Many Americans Try Retirement, Then Change Their Minds— NY Times

https://www.nytimes.com/2018/03/30/health/unretirement-work-seniors.html?hp&action=click&pgtype=Homepage&clickSource=story-heading&module=second-column-region&region=top-news&WT.nav=top-news

“Now back at work in a part-time position she designed for herself, she calls herself “a failed retiree.”

“A failed retiree”: I would be much more generous in my assessment of Ms. King. I am thinking that if your professional life-work was exciting, rewarding and fulfilling (and it seems that hers fits that criteria), then you might come to view traditional retirement as terribly overrated.

As a retired school teacher, principal/superintendent; I find a disconnectedness in my conversations with other ‘retirees’ who hated their jobs, and could not wait to retire. I loved every moment of my life as an educator, as challenging and difficult as it was at times. I now have taken on several new jobs (on my own terms): working with individual and groups of students on expanding their involvement with STEM; mentoring present and aspiring school building leaders, and writing a soon to be published book on school leadership: Report To The Principal’s Office (http://reporttotheprincipalsoffice.net/).

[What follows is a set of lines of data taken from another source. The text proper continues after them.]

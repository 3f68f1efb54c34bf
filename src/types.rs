// =============================================================================
// Shared types used across the Flowboard screener
// =============================================================================

use serde::{Deserialize, Serialize};

/// One OHLCV bar as returned by the exchange kline endpoint.
///
/// `open_time` is the bar's opening timestamp in epoch milliseconds.
/// Volume is denominated in the base asset.
#[derive(Debug, Clone, Copy, PartialEq, Serialize, Deserialize)]
pub struct Candle {
    pub open_time: i64,
    pub open: f64,
    pub high: f64,
    pub low: f64,
    pub close: f64,
    pub volume: f64,
}

impl Candle {
    pub fn new(open_time: i64, open: f64, high: f64, low: f64, close: f64, volume: f64) -> Self {
        Self {
            open_time,
            open,
            high,
            low,
            close,
            volume,
        }
    }
}

/// Supported kline intervals. Serialized in the exchange's own notation
/// ("1m", "1h", ...) so config files and API payloads match what the
/// exchange expects.
#[derive(Debug, Clone, Copy, PartialEq, Eq, Hash, Serialize, Deserialize)]
pub enum Interval {
    #[serde(rename = "1m")]
    M1,
    #[serde(rename = "5m")]
    M5,
    #[serde(rename = "15m")]
    M15,
    #[serde(rename = "30m")]
    M30,
    #[serde(rename = "1h")]
    H1,
    #[serde(rename = "4h")]
    H4,
    #[serde(rename = "1d")]
    D1,
}

impl Interval {
    /// How many bars of this interval fit in one day. Used to translate a
    /// lookback window in days into a kline request limit.
    pub fn candles_per_day(self) -> u32 {
        match self {
            Self::M1 => 1440,
            Self::M5 => 288,
            Self::M15 => 96,
            Self::M30 => 48,
            Self::H1 => 24,
            Self::H4 => 6,
            Self::D1 => 1,
        }
    }

    pub fn as_str(self) -> &'static str {
        match self {
            Self::M1 => "1m",
            Self::M5 => "5m",
            Self::M15 => "15m",
            Self::M30 => "30m",
            Self::H1 => "1h",
            Self::H4 => "4h",
            Self::D1 => "1d",
        }
    }

    pub fn parse(s: &str) -> Option<Self> {
        match s {
            "1m" => Some(Self::M1),
            "5m" => Some(Self::M5),
            "15m" => Some(Self::M15),
            "30m" => Some(Self::M30),
            "1h" => Some(Self::H1),
            "4h" => Some(Self::H4),
            "1d" => Some(Self::D1),
            _ => None,
        }
    }
}

impl Default for Interval {
    fn default() -> Self {
        Self::H1
    }
}

impl std::fmt::Display for Interval {
    fn fmt(&self, f: &mut std::fmt::Formatter<'_>) -> std::fmt::Result {
        write!(f, "{}", self.as_str())
    }
}

/// Direction of a pressure spike or trade signal.
#[derive(Debug, Clone, Copy, PartialEq, Eq, Serialize, Deserialize)]
pub enum SignalKind {
    Buy,
    Sell,
}

impl std::fmt::Display for SignalKind {
    fn fmt(&self, f: &mut std::fmt::Formatter<'_>) -> std::fmt::Result {
        match self {
            Self::Buy => write!(f, "Buy"),
            Self::Sell => write!(f, "Sell"),
        }
    }
}

/// One tradable instrument from the exchange info endpoint. Fields we do
/// not use (precision, filters, ...) are ignored on deserialize.
#[derive(Debug, Clone, PartialEq, Eq, Serialize, Deserialize)]
#[serde(rename_all = "camelCase")]
pub struct SymbolInfo {
    pub symbol: String,
    pub base_asset: String,
    pub quote_asset: String,
    pub status: String,
}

But I question if the ‘retirement model’ most often presented isn’t based on a particular ‘national-historical culture’, the individual personality type, attitude toward and feeling about the ‘work’, and to which occupation/vocation the ‘retiree’ was attached.

Clearly, going to ‘Work’ for some may have brought significance and meaning to their lives, and for others it might have represented the daily drudgery of meaninglessness.

And for some can a job-employment be, using a grammatical metaphor, a comma or semicolon, rather than a period between the person’s life inside and during, and outside and after, the ‘job’? And can one truly retire from a calling?

Perhaps there is no ‘one size fits all’ for decisions related to work, leisure time or retirement. And so maybe each person must find their own path, and place of joy, peace, productivity and fulfillment, in and after work.